Haunting remnants of the 1910 Fires stand along the narrow and dusty Moon Pass Road, which winds between tiny Avery and Wallace.

A traveler can witness for themselves the force with which those catastrophic wildfires raged.

Numerous large dead cedar snags - known locally as the Ghost Cedars - stand in a wetlands area along the North Fork of the St. Joe River.

It's a graveyard for the cedar trees, which were 300 to 500 years old when they burned in August 1910.

Those fires affected many in North Idaho, Eastern Washington and western Montana.

At least 85 people died in the fires that swept through the mountains of those states. Most of the dead were U.S. Forest Service firefighters. The final toll could have been as high as 130 dead.

Woodlawn Cemetery in St. Maries is the final resting place of nearly 60 firefighters, and many of them died Aug. 20 at Big Creek and Setser Creek.

Several communities and miles of railroad infrastructure were destroyed.

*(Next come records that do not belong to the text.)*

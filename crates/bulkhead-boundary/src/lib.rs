//! Bulkhead boundary tree
//!
//! Containment structure for faults raised by running clients:
//! - [`BoundaryNode`]: one containment zone with a severity, a fallback, and
//!   an ordered observer chain
//! - [`BoundaryTree`]: arena of nodes linked by id references; parent/child
//!   links form a tree by construction
//! - [`FaultObserver`]: the single handler interface observers implement
//! - [`FallbackAction`]: the command value executed when a boundary halts
//!
//! Local containment ([`BoundaryTree::contain`]) walks the parent chain,
//! running observers and applying each category's default strategy. It is a
//! pre-filter: the coordinator's decision remains authoritative for what the
//! client is told to do.

pub mod error;
pub mod handler;
pub mod node;
pub mod tree;

pub use error::BoundaryError;
pub use handler::{FallbackAction, FaultObserver};
pub use node::{BoundaryId, BoundaryNode, BoundarySpec};
pub use tree::{BoundaryTree, Containment};
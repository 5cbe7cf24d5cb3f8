//! Bulkhead propagation registry
//!
//! Routing layer between failing clients and boundaries:
//! - [`PropagationRegistry`]: cloneable handle to the single-writer worker
//!   owning the source and scope maps
//! - [`ViolationRouter`]: the seam the coordinator implements; the registry
//!   resolves, the router decides
//! - [`UnhandledSink`]: where unroutable faults go instead of crashing
//! - [`SourceId`] / [`ScopeId`]: the two identifier spaces the maps connect
//!
//! Concurrent callers serialize on the worker task, so no caller ever
//! observes a half-updated map and per-source updates apply in arrival
//! order. The registry is an explicitly constructed object threaded through
//! dependency injection; there is no process-global instance.

pub mod error;
pub mod id;
pub mod registry;
pub mod router;
pub mod sink;

pub use error::RegistryError;
pub use id::{ScopeId, SourceId};
pub use registry::{PropagationRegistry, RegistrySnapshot};
pub use router::{Delivery, ViolationRouter};
pub use sink::{TracingSink, UnhandledReport, UnhandledSink, UnroutedReason};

Most of the destruction occurred in a firestorm on Aug. 20 and 21, often referred to as the "Big Blowup," which burned nearly three million acres of forest. Nationally, an estimated five million acres of national forest burned during the 1910 fire season. State, private, reservation, and other lands also burned.

A third of the booming city of Wallace was burned, and the towns of Mullan and Avery were barely spared. Avery had 250 people living there in 1910.

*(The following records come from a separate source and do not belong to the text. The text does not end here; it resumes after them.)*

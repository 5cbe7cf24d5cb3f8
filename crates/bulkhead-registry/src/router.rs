//! Routing seam between the registry and the decision engine.

use async_trait::async_trait;

use bulkhead_boundary::BoundaryId;
use bulkhead_policy::{Action, Fault};

use crate::id::SourceId;

/// Decides what happens to a fault the registry resolved to a boundary.
///
/// Implemented by the coordinator. Routing is total: an implementation must
/// always answer with an [`Action`], even when its own internals degrade.
#[async_trait]
pub trait ViolationRouter: Send + Sync {
    /// Decide the action for a fault raised by `source` inside `boundary`.
    async fn route(&self, boundary: &BoundaryId, fault: &Fault, source: &SourceId) -> Action;
}

/// Outcome of propagating one fault.
#[derive(Debug, Clone, Copy, PartialEq, Eq)]
#[must_use]
pub enum Delivery {
    /// The fault reached its boundary; the router decided this action.
    Handled(Action),
    /// No route existed; the fault went to the unhandled sink.
    Sunk,
}

impl Delivery {
    /// The decided action, if the fault was routed.
    #[inline]
    #[must_use]
    pub const fn action(self) -> Option<Action> {
        match self {
            Self::Handled(action) => Some(action),
            Self::Sunk => None,
        }
    }

    /// Whether the fault went to the unhandled sink.
    #[inline]
    #[must_use]
    pub const fn is_sunk(self) -> bool {
        matches!(self, Self::Sunk)
    }
}
//! Bulkhead core: the coordinated containment runtime.
//!
//! Ties the workspace together:
//! - builds the boundary tree and keeps it registered for fault routing
//! - records violations in a trailing-window ledger
//! - decides each violation through a circuit breaker, an interaction
//!   port, and a severity filter
//! - executes decisions, escalating to higher-severity boundaries when
//!   local recovery is not enough
//!
//! # Example
//!
//! ```
//! use std::sync::Arc;
//!
//! use bulkhead_core::{
//!     BoundarySpec, ContainmentConfig, ContainmentRuntime, Fault, Severity, SourceId,
//!     StaticInteractionPort,
//! };
//!
//! # async fn example() -> Result<(), Box<dyn std::error::Error>> {
//! let runtime = ContainmentRuntime::new(
//!     ContainmentConfig::new(),
//!     Arc::new(StaticInteractionPort),
//! )?;
//!
//! let app = runtime
//!     .coordinator()
//!     .create_boundary(BoundarySpec::new("app", Severity::Critical))
//!     .await?;
//! runtime.coordinator().attach_client(app, "client-1").await?;
//!
//! let delivery = runtime
//!     .registry()
//!     .propagate(
//!         Fault::Network("connection reset".into()),
//!         &SourceId::new("client-1"),
//!     )
//!     .await;
//! println!("decided: {:?}", delivery.action());
//! # Ok(())
//! # }
//! ```

pub mod config;
pub mod coordinator;
pub mod error;
pub mod ledger;
pub mod port;
pub mod runtime;
pub mod ui;

pub use config::{ConfigError, ContainmentConfig};
pub use coordinator::{ActionCounts, BoundaryCoordinator, CoordinatorStats};
pub use error::CoordinatorError;
pub use ledger::{Violation, ViolationLedger};
pub use port::{InteractionPort, StaticInteractionPort};
pub use runtime::ContainmentRuntime;
pub use ui::{UiCommand, UiExecutor};

pub use bulkhead_boundary::{
    BoundaryError, BoundaryId, BoundarySpec, BoundaryTree, Containment, FallbackAction,
    FaultObserver,
};
pub use bulkhead_policy::{Action, ContainmentCategory, Fault, RecoveryStrategy, Severity};
pub use bulkhead_registry::{
    Delivery, PropagationRegistry, RegistrySnapshot, ScopeId, SourceId, TracingSink,
    UnhandledReport, UnhandledSink, UnroutedReason, ViolationRouter,
};

/// Common imports for building against the containment runtime.
pub mod prelude {
    //! One-line import for the usual working set.
    pub use crate::{
        Action, BoundaryCoordinator, BoundaryId, BoundarySpec, ContainmentConfig,
        ContainmentRuntime, Fault, FallbackAction, InteractionPort, PropagationRegistry, Severity,
        SourceId, StaticInteractionPort, Violation,
    };
}

/// Version of this crate.
pub const VERSION: &str = env!("CARGO_PKG_VERSION");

Today, the Ghost Cedars are grayish, some 6 to 7 feet in diameter at the base. Some rise, branchless, from massive bases to long fine spikes at the peak. Those broken near the base are blackened inside where the heart rot of the trees were scorched.

The river rushes and gurgles through the bottom wetlands where the cedars stand. Dense sedges and shrubs grow in muck near the stream. Moose bed down where they can find dry patches of ground.

There are several hundred of the Ghost Cedars stretching for about a mile along the river.

They aren't the only cedar snags still standing as remnants from those fires, but "this is the area where they're most visible and easy to find," said Jason Kirchner, a spokesman for the Idaho Panhandle National Forests.

If they weren't cedar they likely wouldn't be standing today.

Still, despite the strength of the wood, "There are less and less (standing) every year," he said.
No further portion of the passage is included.